Parfois, un Custodien s’aventure hors du Palais. Là où il passe, les ennemis se prosternent avant de mourir. Non par peur, mais par instinct. Car ces guerriers d’or ne combattent pas pour vaincre : ils combattent pour maintenir le silence — celui du Dieu-Empereur, et celui du monde qui L’attend encore.
« Nous ne dormons pas. Nous ne prions pas. Nous gardons. Et cela suffit. »
Les Sœurs du Silence – L’Ombre et le Vide
Là où elles passent, le son meurt. Même les prières se taisent, les machines hésitent, et les flammes vacillent. Les Sœurs du Silence ne parlent pas — car leur existence même est un cri que le Warp ne peut entendre. Leur esprit est vide, un gouffre où la folie des psykers vient se briser.
Nées pour être des nulles, elles n’ont jamais connu la chaleur d’une pensée partagée, ni le murmure d’une âme voisine. Leur regard suffit à éteindre les dons les plus puissants, et à réduire au silence les démons eux-mêmes. Beaucoup les craignent, peu les comprennent, et aucun ne les plaint.
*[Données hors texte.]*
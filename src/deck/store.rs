use serde::{Deserialize, Serialize};

use super::events::{DeckEvent, EventEmitter, SubscriberId};
use super::navigator::SlideLabel;
use super::slide::Slide;

/// How out-of-range navigation requests are normalized. Presentation
/// surfaces wrap past either end; authoring surfaces stop at the edges.
#[derive(Debug, Clone, Copy, PartialEq, Eq, Serialize, Deserialize)]
#[serde(rename_all = "lowercase")]
pub enum NavPolicy {
    Wrap,
    Clamp,
}

/// The ordered slide sequence plus the pointer to the visible slide.
/// Requests are forgiving: out-of-range indexes are normalized per the
/// policy and operations on an empty deck are silent no-ops.
pub struct Deck {
    slides: Vec<Slide>,
    active: usize,
    policy: NavPolicy,
    emitter: EventEmitter,
}

impl Deck {
    pub fn new(policy: NavPolicy) -> Self {
        Self {
            slides: Vec::new(),
            active: 0,
            policy,
            emitter: EventEmitter::new(),
        }
    }

    pub fn with_slides(policy: NavPolicy, slides: Vec<Slide>) -> Self {
        let mut deck = Self::new(policy);
        deck.slides = slides;
        deck
    }

    pub fn policy(&self) -> NavPolicy {
        self.policy
    }

    pub fn len(&self) -> usize {
        self.slides.len()
    }

    pub fn is_empty(&self) -> bool {
        self.slides.is_empty()
    }

    pub fn slides(&self) -> &[Slide] {
        &self.slides
    }

    pub fn slide(&self, index: usize) -> Option<&Slide> {
        self.slides.get(index)
    }

    pub fn slide_mut(&mut self, index: usize) -> Option<&mut Slide> {
        self.slides.get_mut(index)
    }

    /// Raw position pointer. After `replace_slides` it may point past the
    /// end until the caller re-clamps with a `show` call.
    pub fn active_index(&self) -> usize {
        self.active
    }

    /// The one visible slide, if any slide exists and the pointer is in
    /// range.
    pub fn active_slide(&self) -> Option<&Slide> {
        self.slides.get(self.active)
    }

    pub fn is_visible(&self, index: usize) -> bool {
        !self.slides.is_empty() && index == self.active
    }

    /// Counter text for the deck chrome: `"{current} / {total}"`, or
    /// `"0 / 0"` for an empty deck.
    pub fn counter(&self) -> String {
        let total = self.slides.len();
        let current = if total == 0 { 0 } else { self.active + 1 };
        format!("{} / {}", current, total)
    }

    /// Makes exactly one slide visible. Empty decks ignore the request;
    /// out-of-range indexes wrap or clamp per the policy.
    pub fn show(&mut self, index: isize) {
        let n = self.slides.len();
        if n == 0 {
            return;
        }

        let effective = match self.policy {
            NavPolicy::Wrap => (index.rem_euclid(n as isize)) as usize,
            NavPolicy::Clamp => index.clamp(0, n as isize - 1) as usize,
        };

        self.active = effective;
        self.emitter.emit(DeckEvent::SlideShown { index: effective });
    }

    pub fn navigate(&mut self, delta: isize) {
        self.show(self.active as isize + delta);
    }

    /// Swaps in a new slide sequence (the host re-scanned its surface).
    /// No index guarantee survives; callers must follow up with `show`.
    pub fn replace_slides(&mut self, slides: Vec<Slide>) {
        self.slides = slides;
        self.emitter.emit(DeckEvent::SlidesReplaced {
            count: self.slides.len(),
        });
    }

    /// Appends a slide and navigates to it, as the "add slide" control
    /// does.
    pub fn add_slide(&mut self, slide: Slide) {
        self.slides.push(slide);
        let index = self.slides.len() - 1;
        self.emitter.emit(DeckEvent::SlideAdded { index });
        self.show(index as isize);
    }

    /// Removes a slide, keeping exactly one slide visible afterwards when
    /// any remain. Unknown indexes are ignored.
    pub fn remove_slide(&mut self, index: usize) -> Option<Slide> {
        if index >= self.slides.len() {
            return None;
        }
        let removed = self.slides.remove(index);
        self.emitter.emit(DeckEvent::SlideRemoved { index });
        if !self.slides.is_empty() {
            let target = self.active.min(self.slides.len() - 1);
            self.show(target as isize);
        }
        Some(removed)
    }

    /// Navigator labels for every slide, with positional fallbacks.
    pub fn slide_labels(&self) -> Vec<SlideLabel> {
        self.slides
            .iter()
            .enumerate()
            .map(|(index, slide)| SlideLabel::for_slide(slide, index))
            .collect()
    }

    pub fn subscribe(&mut self, listener: impl FnMut(&DeckEvent) + 'static) -> SubscriberId {
        self.emitter.subscribe(listener)
    }

    pub fn unsubscribe(&mut self, id: SubscriberId) -> bool {
        self.emitter.unsubscribe(id)
    }
}

#[cfg(test)]
mod tests {
    use super::*;
    use std::cell::RefCell;
    use std::rc::Rc;

    fn deck_of(policy: NavPolicy, n: usize) -> Deck {
        let slides = (0..n)
            .map(|i| Slide::new().with_title(format!("Slide {}", i + 1)))
            .collect();
        Deck::with_slides(policy, slides)
    }

    #[test]
    fn test_wrap_past_the_end() {
        let mut deck = deck_of(NavPolicy::Wrap, 3);
        deck.show(3);
        assert_eq!(deck.active_index(), 0);

        deck.show(-1);
        assert_eq!(deck.active_index(), 2);

        deck.show(0);
        deck.navigate(-1);
        assert_eq!(deck.active_index(), 2);
    }

    #[test]
    fn test_clamp_at_the_edges() {
        let mut deck = deck_of(NavPolicy::Clamp, 3);
        deck.show(3);
        assert_eq!(deck.active_index(), 2);

        deck.show(-1);
        assert_eq!(deck.active_index(), 0);

        deck.navigate(-1);
        assert_eq!(deck.active_index(), 0);
    }

    #[test]
    fn test_exactly_one_visible() {
        let mut deck = deck_of(NavPolicy::Wrap, 4);
        deck.show(2);
        let visible: Vec<usize> = (0..deck.len()).filter(|i| deck.is_visible(*i)).collect();
        assert_eq!(visible, vec![2]);
    }

    #[test]
    fn test_empty_deck_is_safe() {
        let mut deck = Deck::new(NavPolicy::Wrap);
        deck.show(5);
        deck.navigate(-3);
        assert_eq!(deck.active_index(), 0);
        assert_eq!(deck.active_slide(), None);
        assert_eq!(deck.counter(), "0 / 0");
        assert!(!deck.is_visible(0));
    }

    #[test]
    fn test_counter_text() {
        let mut deck = deck_of(NavPolicy::Wrap, 3);
        deck.show(1);
        assert_eq!(deck.counter(), "2 / 3");
    }

    #[test]
    fn test_add_slide_shows_it() {
        let mut deck = deck_of(NavPolicy::Clamp, 2);
        deck.add_slide(Slide::new());
        assert_eq!(deck.active_index(), 2);
        assert_eq!(deck.counter(), "3 / 3");
    }

    #[test]
    fn test_remove_slide_keeps_one_visible() {
        let mut deck = deck_of(NavPolicy::Clamp, 3);
        deck.show(2);
        deck.remove_slide(2);
        assert_eq!(deck.active_index(), 1);
        assert!(deck.remove_slide(7).is_none());
    }

    #[test]
    fn test_events_reach_subscribers() {
        let seen = Rc::new(RefCell::new(Vec::new()));
        let sink = Rc::clone(&seen);

        let mut deck = deck_of(NavPolicy::Wrap, 2);
        let id = deck.subscribe(move |event| sink.borrow_mut().push(*event));
        deck.show(1);
        deck.unsubscribe(id);
        deck.show(0);

        assert_eq!(&*seen.borrow(), &[DeckEvent::SlideShown { index: 1 }]);
    }

    #[test]
    fn test_independent_decks_coexist() {
        let mut a = deck_of(NavPolicy::Wrap, 3);
        let mut b = deck_of(NavPolicy::Clamp, 5);
        a.show(2);
        b.show(4);
        assert_eq!(a.active_index(), 2);
        assert_eq!(b.active_index(), 4);
    }
}
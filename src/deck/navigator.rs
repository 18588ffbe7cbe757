use super::slide::Slide;

/// Short label shown for one slide in the navigator list.
#[derive(Debug, Clone, PartialEq, Eq)]
pub struct SlideLabel {
    pub stage: String,
    pub title: String,
}

impl SlideLabel {
    pub fn new(stage: impl Into<String>, title: impl Into<String>) -> Self {
        Self {
            stage: stage.into(),
            title: title.into(),
        }
    }

    pub fn for_slide(slide: &Slide, index: usize) -> Self {
        Self {
            stage: slide.stage_label(index),
            title: slide.title_label(index),
        }
    }
}

#[derive(Debug, Clone, Copy, PartialEq, Eq)]
pub enum PanelState {
    Closed,
    Open,
}

/// Document-level listeners the panel holds while open. Tracked explicitly
/// so repeated open/close cycles can be shown not to leak.
#[derive(Debug, Clone, Copy, PartialEq, Eq)]
pub enum GlobalListener {
    OutsideClick,
    EscapeKey,
}

/// Floating jump-to-slide panel. The navigator only reports the selected
/// index; actually navigating the deck is the caller's job.
pub struct SlideNavigator {
    entries: Vec<SlideLabel>,
    active: usize,
    state: PanelState,
    listeners: Vec<GlobalListener>,
}

impl Default for SlideNavigator {
    fn default() -> Self {
        Self::new()
    }
}

impl SlideNavigator {
    pub fn new() -> Self {
        Self {
            entries: Vec::new(),
            active: 0,
            state: PanelState::Closed,
            listeners: Vec::new(),
        }
    }

    pub fn state(&self) -> PanelState {
        self.state
    }

    pub fn is_open(&self) -> bool {
        self.state == PanelState::Open
    }

    pub fn entries(&self) -> &[SlideLabel] {
        &self.entries
    }

    pub fn active_index(&self) -> usize {
        self.active
    }

    pub fn global_listeners(&self) -> &[GlobalListener] {
        &self.listeners
    }

    /// Replaces the displayed list; the active highlight is untouched.
    pub fn update_slides(&mut self, entries: Vec<SlideLabel>) {
        self.entries = entries;
    }

    /// Moves the highlight only; never triggers navigation.
    pub fn set_active(&mut self, index: usize) {
        self.active = index;
    }

    pub fn open(&mut self) {
        if self.is_open() {
            return;
        }
        self.state = PanelState::Open;
        self.listeners = vec![GlobalListener::OutsideClick, GlobalListener::EscapeKey];
    }

    pub fn close(&mut self) {
        if !self.is_open() {
            return;
        }
        self.state = PanelState::Closed;
        self.listeners.clear();
    }

    pub fn toggle(&mut self) {
        if self.is_open() {
            self.close();
        } else {
            self.open();
        }
    }

    /// A click on a list entry: closes the panel and hands the target index
    /// back for the caller to navigate with. Unknown entries are ignored.
    pub fn select(&mut self, index: usize) -> Option<usize> {
        if index >= self.entries.len() {
            return None;
        }
        self.close();
        Some(index)
    }

    pub fn handle_escape(&mut self) {
        self.close();
    }

    /// A document-level pointer event; closes unless it landed inside the
    /// panel.
    pub fn handle_outside_click(&mut self, inside_panel: bool) {
        if !inside_panel {
            self.close();
        }
    }
}
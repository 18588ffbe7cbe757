use serde::{Deserialize, Serialize};

use super::score::{Feedback, Mark, Score};
use crate::normalize::normalize;

/// One select-an-option prompt, shared by the dropdown surfaces (matching,
/// mc-grammar) and the radio quiz.
#[derive(Debug, Clone, PartialEq, Serialize, Deserialize)]
pub struct ChoicePrompt {
    #[serde(default)]
    pub prompt: String,

    pub options: Vec<String>,

    /// stored correct value
    pub correct: String,

    #[serde(default)]
    pub selected: Option<String>,

    #[serde(default)]
    pub mark: Mark,
}

impl ChoicePrompt {
    pub fn new(
        prompt: impl Into<String>,
        options: Vec<String>,
        correct: impl Into<String>,
    ) -> Self {
        Self {
            prompt: prompt.into(),
            options,
            correct: correct.into(),
            selected: None,
            mark: Mark::None,
        }
    }

    fn is_correct(&self) -> bool {
        match &self.selected {
            Some(value) => normalize(value) == normalize(&self.correct),
            None => false,
        }
    }
}

#[derive(Debug, Clone, Default, PartialEq, Serialize, Deserialize)]
pub struct ChoiceActivity {
    #[serde(default)]
    pub prompts: Vec<ChoicePrompt>,

    #[serde(default)]
    pub feedback: Option<Feedback>,
}

impl ChoiceActivity {
    pub fn new(prompts: Vec<ChoicePrompt>) -> Self {
        Self {
            prompts,
            feedback: None,
        }
    }

    /// Records the learner's selection for one prompt; out-of-range indexes
    /// are ignored.
    pub fn select(&mut self, index: usize, value: impl Into<String>) {
        if let Some(prompt) = self.prompts.get_mut(index) {
            prompt.selected = Some(value.into());
        }
    }

    pub fn clear_selection(&mut self, index: usize) {
        if let Some(prompt) = self.prompts.get_mut(index) {
            prompt.selected = None;
        }
    }

    /// Dropdown surfaces mark unanswered prompts incorrect.
    pub fn check(&mut self) -> Score {
        self.check_with(true);
        let score = self.tally();
        self.feedback = Some(Feedback::summary(score));
        score
    }

    /// The radio quiz leaves unanswered prompts unmarked (they still count
    /// against the total) and reports a different summary line.
    pub fn check_radio(&mut self) -> Score {
        self.check_with(false);
        let score = self.tally();
        self.feedback = Some(Feedback::scored(
            score,
            format!("You scored {} out of {}.", score.correct, score.total),
        ));
        score
    }

    fn check_with(&mut self, mark_unanswered: bool) {
        for prompt in &mut self.prompts {
            prompt.mark = if prompt.is_correct() {
                Mark::Correct
            } else if prompt.selected.is_some() || mark_unanswered {
                Mark::Incorrect
            } else {
                Mark::None
            };
        }
    }

    fn tally(&self) -> Score {
        let correct = self
            .prompts
            .iter()
            .filter(|p| p.mark == Mark::Correct)
            .count();
        Score::new(correct, self.prompts.len())
    }

    pub fn reset(&mut self) {
        for prompt in &mut self.prompts {
            prompt.selected = None;
            prompt.mark = Mark::None;
        }
        self.feedback = None;
    }
}
use serde::{Deserialize, Serialize};

use super::score::{Feedback, Mark, Score};
use crate::normalize::normalize;

/// One typed-entry blank: unscramble sentences and gap-fill blanks share
/// this surface.
#[derive(Debug, Clone, PartialEq, Serialize, Deserialize)]
pub struct FreeTextPrompt {
    /// visible instruction, e.g. the scrambled sentence or the gapped text
    #[serde(default)]
    pub prompt: String,

    /// canonical answer key
    pub answer: String,

    /// acceptable alternative answers
    #[serde(default)]
    pub alternates: Vec<String>,

    #[serde(default)]
    pub response: String,

    #[serde(default)]
    pub mark: Mark,
}

impl FreeTextPrompt {
    pub fn new(prompt: impl Into<String>, answer: impl Into<String>) -> Self {
        Self {
            prompt: prompt.into(),
            answer: answer.into(),
            alternates: Vec::new(),
            response: String::new(),
            mark: Mark::None,
        }
    }

    /// Parses an authored `answer|alternate|alternate` key into a prompt.
    pub fn from_answer_key(prompt: impl Into<String>, key: &str) -> Self {
        let mut parts = key.split('|').map(str::trim).filter(|p| !p.is_empty());
        let answer = parts.next().unwrap_or_default().to_string();
        let alternates = parts.map(str::to_string).collect();
        Self {
            prompt: prompt.into(),
            answer,
            alternates,
            response: String::new(),
            mark: Mark::None,
        }
    }

    pub fn with_alternates(mut self, alternates: Vec<String>) -> Self {
        self.alternates = alternates;
        self
    }

    fn is_correct(&self) -> bool {
        let answer = normalize(&self.answer);
        if answer.is_empty() {
            return false;
        }
        let value = normalize(&self.response);
        answer == value || self.alternates.iter().any(|alt| normalize(alt) == value)
    }
}

#[derive(Debug, Clone, Default, PartialEq, Serialize, Deserialize)]
pub struct FreeTextActivity {
    #[serde(default)]
    pub prompts: Vec<FreeTextPrompt>,

    #[serde(default)]
    pub feedback: Option<Feedback>,
}

impl FreeTextActivity {
    pub fn new(prompts: Vec<FreeTextPrompt>) -> Self {
        Self {
            prompts,
            feedback: None,
        }
    }

    /// Records the learner's current text for one blank; out-of-range
    /// indexes are ignored.
    pub fn enter_response(&mut self, index: usize, value: impl Into<String>) {
        if let Some(prompt) = self.prompts.get_mut(index) {
            prompt.response = value.into();
        }
    }

    pub fn check(&mut self) -> Score {
        let mut correct = 0;
        for prompt in &mut self.prompts {
            if prompt.is_correct() {
                prompt.mark = Mark::Correct;
                correct += 1;
            } else {
                prompt.mark = Mark::Incorrect;
            }
        }
        let score = Score::new(correct, self.prompts.len());
        self.feedback = Some(Feedback::summary(score));
        score
    }

    pub fn reset(&mut self) {
        for prompt in &mut self.prompts {
            prompt.response.clear();
            prompt.mark = Mark::None;
        }
        self.feedback = None;
    }
}
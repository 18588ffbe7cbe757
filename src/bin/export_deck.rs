use std::collections::BTreeMap;
use std::io::Write;
use std::{
    env,
    fs::{self, OpenOptions},
};

use anyhow::Context;
use serde::Serialize;
use slatedeck::deck::{Deck, NavPolicy, Slide};
use slatedeck::export::create_output_dir;
use slatedeck::snapshot::DeckSnapshot;

const BOLD: &str = "\x1b[1m";
const RESET: &str = "\x1b[0m";
const DEFAULT_OUTPUT_DIR: &str = "output/deck";

pub struct Config {
    pub snapshot_path: String,
    pub output_dir: String,
}

impl Config {
    pub fn new(snapshot_path: String, output_dir: &str) -> Self {
        Self {
            snapshot_path,
            output_dir: output_dir.to_string(),
        }
    }
}

fn parse_config(mut args: impl Iterator<Item = String>) -> anyhow::Result<Config> {
    let snapshot_path = args
        .next()
        .context("snapshot path is required, save one from the deck with the Save button or the state store")?;
    let output_dir = args.next().unwrap_or(DEFAULT_OUTPUT_DIR.to_string());

    Ok(Config::new(snapshot_path, &output_dir))
}

fn main() -> anyhow::Result<()> {
    env_logger::init();
    let args = env::args().skip(1);

    let config = match parse_config(args) {
        Ok(config) => config,
        Err(e) => {
            eprintln!("Usage: cargo run --bin export_deck <snapshot.json> [output_dir]");
            return Err(e);
        }
    };

    let raw = fs::read_to_string(&config.snapshot_path)
        .context(format!("could not read {}", config.snapshot_path))?;
    let snapshot = DeckSnapshot::parse(&raw)
        .context("the file does not contain a valid deck snapshot")?;

    let mut deck = Deck::new(NavPolicy::Wrap);
    snapshot.apply(&mut deck);

    create_output_dir(&config.output_dir).context("failed to create output directory")?;

    let deck_str = create_deck_metadata(&deck, &snapshot, &config.output_dir)
        .context("failed to create deck metadata")?;

    let mut slugger = github_slugger::Slugger::default();
    for (index, slide) in deck.slides().iter().enumerate() {
        let slug = slugger.slug(&slide.title_label(index));
        if let Err(e) = create_page(slide, index, &slug, &config.output_dir) {
            eprintln!("Error writing slide {}: {}", slug, e);
            return Err(e);
        }
    }

    println!("Loaded deck snapshot\n");
    println!("---");
    println!("{}", deck_str);
    println!("---\n");

    println!(
        "created {BOLD}{}{RESET} pages in {BOLD}{}{RESET}",
        deck.len(),
        &config.output_dir
    );

    Ok(())
}

fn create_deck_metadata(
    deck: &Deck,
    snapshot: &DeckSnapshot,
    output_dir: &str,
) -> anyhow::Result<String> {
    let mut file = OpenOptions::new()
        .create_new(true)
        .write(true)
        .open(format!("{}/deck.yaml", output_dir))
        .context("failed to open file for deck.yaml")?;

    let mut map = BTreeMap::<&str, DeckFrontmatter>::new();
    map.insert("version", DeckFrontmatter::Version(snapshot.version));
    map.insert("slide_count", DeckFrontmatter::SlideCount(deck.len()));
    map.insert(
        "active_slide",
        DeckFrontmatter::ActiveSlide(deck.active_index()),
    );
    map.insert("counter", DeckFrontmatter::Counter(deck.counter()));

    let content = serde_yaml_ng::to_string(&map).context("failed to serialize deck metadata")?;
    write!(file, "{}", content).context("failed to write deck metadata")?;

    Ok(content)
}

fn create_page(slide: &Slide, index: usize, slug: &str, output_dir: &str) -> anyhow::Result<()> {
    let mut file = OpenOptions::new()
        .create_new(true)
        .write(true)
        .open(format!("{}/{}.md", output_dir, slug))
        .context(format!("failed to open file for {}", slug))?;

    let mut fm: BTreeMap<&str, SlideFrontmatter> = BTreeMap::new();
    let id = slide.slide_id(index);
    let stage = slide.stage_label(index);
    let title = slide.title_label(index);
    fm.insert("id", SlideFrontmatter::Id(&id));
    fm.insert("stage", SlideFrontmatter::Stage(&stage));
    fm.insert("title", SlideFrontmatter::Title(&title));
    fm.insert("order", SlideFrontmatter::Order(index));
    fm.insert(
        "activities",
        SlideFrontmatter::Activities(
            slide
                .activities()
                .map(|a| a.kind().as_str())
                .collect::<Vec<&str>>(),
        ),
    );

    writeln!(
        file,
        r#"---
{}---

{}"#,
        serde_yaml_ng::to_string(&fm)?,
        slide.content
    )
    .context(format!("failed to write slide {}", slug))?;

    Ok(())
}

#[derive(Serialize, Debug)]
#[serde(untagged)]
enum DeckFrontmatter {
    Version(u32),
    SlideCount(usize),
    ActiveSlide(usize),
    Counter(String),
}

#[derive(Serialize, Debug)]
#[serde(untagged)]
enum SlideFrontmatter<'a> {
    Id(&'a str),
    Stage(&'a str),
    Title(&'a str),
    Order(usize),
    Activities(Vec<&'a str>),
}
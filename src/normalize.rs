use regex::Regex;
use std::sync::OnceLock;

// Punctuation that never participates in answer comparison.
fn punctuation() -> &'static Regex {
    static PUNCTUATION: OnceLock<Regex> = OnceLock::new();
    PUNCTUATION.get_or_init(|| Regex::new(r"[.,/#!$%^&*;:{}=\-_`~()]").unwrap())
}

fn whitespace_runs() -> &'static Regex {
    static WHITESPACE: OnceLock<Regex> = OnceLock::new();
    WHITESPACE.get_or_init(|| Regex::new(r"\s+").unwrap())
}

/// Canonical form used for every answer comparison: punctuation stripped,
/// trimmed, whitespace runs collapsed to a single space, lowercased.
pub fn normalize(input: &str) -> String {
    let stripped = punctuation().replace_all(input, "");
    whitespace_runs()
        .replace_all(stripped.trim(), " ")
        .to_lowercase()
}
use std::fs;
use std::path::{Path, PathBuf};

use super::SnapshotError;

/// Keyed JSON persistence scoped to the local profile, the equivalent of
/// the browser's per-origin key/value storage. State survives restarts in
/// the same profile directory and is gone once that directory is cleared.
pub struct StateStore {
    base: PathBuf,
}

impl StateStore {
    pub fn new(base: impl Into<PathBuf>) -> Result<Self, SnapshotError> {
        let base = base.into();
        if !base.exists() {
            fs::create_dir_all(&base)?;
        }
        Ok(Self { base })
    }

    pub fn base_path(&self) -> &Path {
        &self.base
    }

    fn key_path(&self, key: &str) -> PathBuf {
        self.base.join(format!("{}.json", key))
    }

    pub fn save(&self, key: &str, state: &str) -> Result<(), SnapshotError> {
        fs::write(self.key_path(key), state)?;
        Ok(())
    }

    /// `Ok(None)` when nothing has been stored under the key.
    pub fn load(&self, key: &str) -> Result<Option<String>, SnapshotError> {
        let path = self.key_path(key);
        if !path.exists() {
            return Ok(None);
        }
        Ok(Some(fs::read_to_string(path)?))
    }

    /// Removes a stored entry; false when there was nothing to remove.
    pub fn clear(&self, key: &str) -> Result<bool, SnapshotError> {
        let path = self.key_path(key);
        if !path.exists() {
            return Ok(false);
        }
        fs::remove_file(path)?;
        Ok(true)
    }

    pub fn keys(&self) -> Result<Vec<String>, SnapshotError> {
        let mut keys = Vec::new();
        for entry in fs::read_dir(&self.base)? {
            let path = entry?.path();
            if path.extension().map_or(false, |ext| ext == "json") {
                if let Some(stem) = path.file_stem().and_then(|s| s.to_str()) {
                    keys.push(stem.to_string());
                }
            }
        }
        keys.sort();
        Ok(keys)
    }
}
Elles servent le Trône d’Or aux côtés des Custodiens, non par obéissance, mais par devoir. Leur guerre n’est pas faite de bolters ni de flammes, mais de silence — une tempête invisible qui dévore les voix du Warp. Dans leurs mains, les psykers deviennent des torches éteintes, les sorciers, des statues de cendre.
Les archives disent qu’elles furent presque oubliées, dissoutes dans les ruines de la bureaucratie impériale. Mais dans les couloirs du Palais, on les voit parfois, marchant entre les ombres, voilées d’or et de cendres, escortant les Custodiens comme les ombres escortent la lumière. On dit qu’elles gardent le silence de l’Empereur Lui-même — et que tant qu’elles respirent, Son silence demeurera.
« Le mot est une faiblesse. Le silence, une arme. Dans le vide, seul l’Empereur nous entend. »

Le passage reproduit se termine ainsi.